CAPITALIZING ON THE IOT
Digital twins have been made possible by a number of technology developments, including improvements in simulation software, hardware and processing speeds. The most important enabler has been the emergence of the Internet of Things (IoT). The implications of the IoT for our everyday lives have been well documented, and the growth of consumer devices is not slowing down. In fact, by 2025 sales of connected devices are expected to reach $11 trillion per year.

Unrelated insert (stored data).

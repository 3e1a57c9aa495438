//! DRC configuration, error records and summaries.

use std::fmt;

use serde::{Deserialize, Serialize};

use crate::piece::PieceId;
use crate::tab::TabKey;

/// Thresholds for one DRC pass.
#[derive(Clone, Copy, Debug, PartialEq, Serialize, Deserialize)]
#[serde(default)]
pub struct DrcCfg {
    /// Minimum clearance between cuts.
    pub min_distance: f64,
    /// Minimum chord of a tab that touches the frame border.
    pub min_tab_length: f64,
    /// Minimum angle between tabs meeting at a vertex, in degrees.
    pub min_angle_deg: f64,
    /// Index window (rings and divisions) for tab-pair checks.
    pub extents: usize,
}

impl Default for DrcCfg {
    fn default() -> Self {
        Self {
            min_distance: 2.0,
            min_tab_length: 6.0,
            min_angle_deg: 20.0,
            extents: 2,
        }
    }
}

impl DrcCfg {
    #[inline]
    pub fn min_angle(&self) -> f64 {
        self.min_angle_deg.to_radians()
    }
}

/// Error classes, in report order.
#[derive(Clone, Copy, Debug, PartialEq, Eq, Hash, PartialOrd, Ord, Serialize)]
pub enum DrcKind {
    ShortTab,
    SelfIntersection,
    Intersection,
    FrameIntersection,
    Distance,
    Acute,
    Unsupported,
}

impl DrcKind {
    pub const ALL: [DrcKind; 7] = [
        DrcKind::ShortTab,
        DrcKind::SelfIntersection,
        DrcKind::Intersection,
        DrcKind::FrameIntersection,
        DrcKind::Distance,
        DrcKind::Acute,
        DrcKind::Unsupported,
    ];

    pub fn label(self) -> &'static str {
        match self {
            DrcKind::ShortTab => "Short tabs on edge",
            DrcKind::SelfIntersection => "Self-intersections",
            DrcKind::Intersection => "Tab-tab intersections",
            DrcKind::FrameIntersection => "Frame intersections",
            DrcKind::Distance => "Small distance",
            DrcKind::Acute => "Acute angle",
            DrcKind::Unsupported => "Unsupported pieces",
        }
    }
}

/// Thing an error points at.
#[derive(Clone, Copy, Debug, PartialEq, Eq, Hash, Serialize)]
#[serde(rename_all = "lowercase")]
pub enum Entity {
    Tab(TabKey),
    Frame,
    Piece(PieceId),
}

/// One DRC finding.
///
/// `value` carries the measured distance (`Distance`), the angle in radians
/// (`Acute`) or the chord length (`ShortTab`). Equality ignores `value` and
/// is symmetric in the two entities.
#[derive(Clone, Copy, Debug, Serialize)]
pub struct DrcError {
    pub kind: DrcKind,
    pub first: Entity,
    pub second: Option<Entity>,
    pub value: Option<f64>,
}

impl DrcError {
    pub fn single(kind: DrcKind, first: Entity, value: Option<f64>) -> Self {
        Self {
            kind,
            first,
            second: None,
            value,
        }
    }

    pub fn pair(kind: DrcKind, first: Entity, second: Entity, value: Option<f64>) -> Self {
        Self {
            kind,
            first,
            second: Some(second),
            value,
        }
    }

    /// Tab keys referenced by this error (zero to two).
    pub fn tab_keys(&self) -> Vec<TabKey> {
        [Some(self.first), self.second]
            .into_iter()
            .flatten()
            .filter_map(|e| match e {
                Entity::Tab(k) => Some(k),
                _ => None,
            })
            .collect()
    }

    pub fn references_tab(&self, key: TabKey) -> bool {
        self.first == Entity::Tab(key) || self.second == Some(Entity::Tab(key))
    }
}

impl PartialEq for DrcError {
    fn eq(&self, other: &Self) -> bool {
        self.kind == other.kind
            && ((self.first == other.first && self.second == other.second)
                || (Some(self.first) == other.second && self.second == Some(other.first)))
    }
}

impl fmt::Display for Entity {
    fn fmt(&self, f: &mut fmt::Formatter<'_>) -> fmt::Result {
        match self {
            Entity::Tab(k) => write!(f, "tab {k}"),
            Entity::Frame => write!(f, "frame"),
            Entity::Piece(id) => write!(f, "piece {id}"),
        }
    }
}

impl fmt::Display for DrcError {
    fn fmt(&self, f: &mut fmt::Formatter<'_>) -> fmt::Result {
        write!(f, "{:?}: {}", self.kind, self.first)?;
        if let Some(s) = self.second {
            write!(f, " / {s}")?;
        }
        match (self.kind, self.value) {
            (DrcKind::Acute, Some(v)) => write!(f, " ({:.1}deg)", v.to_degrees()),
            (_, Some(v)) => write!(f, " ({v:.1})"),
            _ => Ok(()),
        }
    }
}

/// Per-kind error counts.
#[derive(Clone, Debug, Default, PartialEq, Eq, Serialize)]
pub struct DrcSummary {
    pub short_tab: usize,
    pub self_intersection: usize,
    pub intersection: usize,
    pub frame_intersection: usize,
    pub distance: usize,
    pub acute: usize,
    pub unsupported: usize,
    pub total: usize,
}

impl DrcSummary {
    pub fn count(&self, kind: DrcKind) -> usize {
        match kind {
            DrcKind::ShortTab => self.short_tab,
            DrcKind::SelfIntersection => self.self_intersection,
            DrcKind::Intersection => self.intersection,
            DrcKind::FrameIntersection => self.frame_intersection,
            DrcKind::Distance => self.distance,
            DrcKind::Acute => self.acute,
            DrcKind::Unsupported => self.unsupported,
        }
    }
}

/// Count errors per kind.
pub fn summary(errors: &[DrcError]) -> DrcSummary {
    let mut s = DrcSummary {
        total: errors.len(),
        ..DrcSummary::default()
    };
    for e in errors {
        let slot = match e.kind {
            DrcKind::ShortTab => &mut s.short_tab,
            DrcKind::SelfIntersection => &mut s.self_intersection,
            DrcKind::Intersection => &mut s.intersection,
            DrcKind::FrameIntersection => &mut s.frame_intersection,
            DrcKind::Distance => &mut s.distance,
            DrcKind::Acute => &mut s.acute,
            DrcKind::Unsupported => &mut s.unsupported,
        };
        *slot += 1;
    }
    s
}

impl fmt::Display for DrcSummary {
    fn fmt(&self, f: &mut fmt::Formatter<'_>) -> fmt::Result {
        for kind in DrcKind::ALL {
            writeln!(f, "{}: {}", kind.label(), self.count(kind))?;
        }
        write!(f, "Total errors: {}", self.total)
    }
}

However, the industrial sector has been slower to capitalize on the IoT. While early applications have been fairly straightforward — such as turning a piece of equipment on and off — today the business world is beginning to recognize the enormous potential of IoT devices to capture real-time data that has great strategic potential.
By placing small, relatively low-cost sensors on products as they're operating in the field, engineers gather a wealth of daily performance data. By combining this new information with the power of physics-based simulation, the engineering team can examine and address any performance issues, foresee the need for product maintenance or repair, and ensure that future versions of the product are optimized for day-to-day operating conditions.
"Engineers can understand the operational failure modes of the product, prevent unplanned downtime, improve product performance and seed the next product generation."
"What ANSYS brings to the table is exciting: the ability to simulate failure. Simulation is applied in both the upfront engineering — the digital twin might include information about the stress level before something broke, or how thin a wall can be —and during operation in the field," notes Andrew Timm, chief technology officer for PTC. "If something breaks you can test potential solutions in the simulated model and feed that information back to resolve the problem."
Making the Vision a Reality
While digital twins are primarily being used by large industrial manufacturers with complex product systems, continuing technology advances are making this best practice accessible to more businesses, with a broader range of product applications.
At ANSYS, we're committed to partnering with the leaders of the digital twin revolution to bring this capability to every product development team. For example, we've worked closely with GE to integrate our industry-leading simulation software with Predix, GE's proprietary cloud-based platform for industrial data and analytics. This collaboration matches day-to-day operational data with powerful analytics, ensuring that strategic insights are generated. These insights are made visual and actionable via engineering simulation.
ANSYS also collaborates closely with PTC, developer of ThingWorx® — an IoT platform that forms a gateway between remote sensors and simulation software. Via machine learning and augmented reality, PTC displays the important insights gathered from the IoT and connects that data to ANSYS software.
And because our simulation platform is highly customizable, it can be adapted to integrate with other IoT platforms and those that have yet to emerge on the market.
As ANSYS releases future versions of our simulation software, we will continue to focus on enhancements that allow seamless integration with other core technologies — making digital twins more affordable, more accessible and easier to master for product development teams. There's no doubt that digital twins hold enormous potential, and we believe our job is to give every ANSYS customer the opportunity to capitalize on that potential.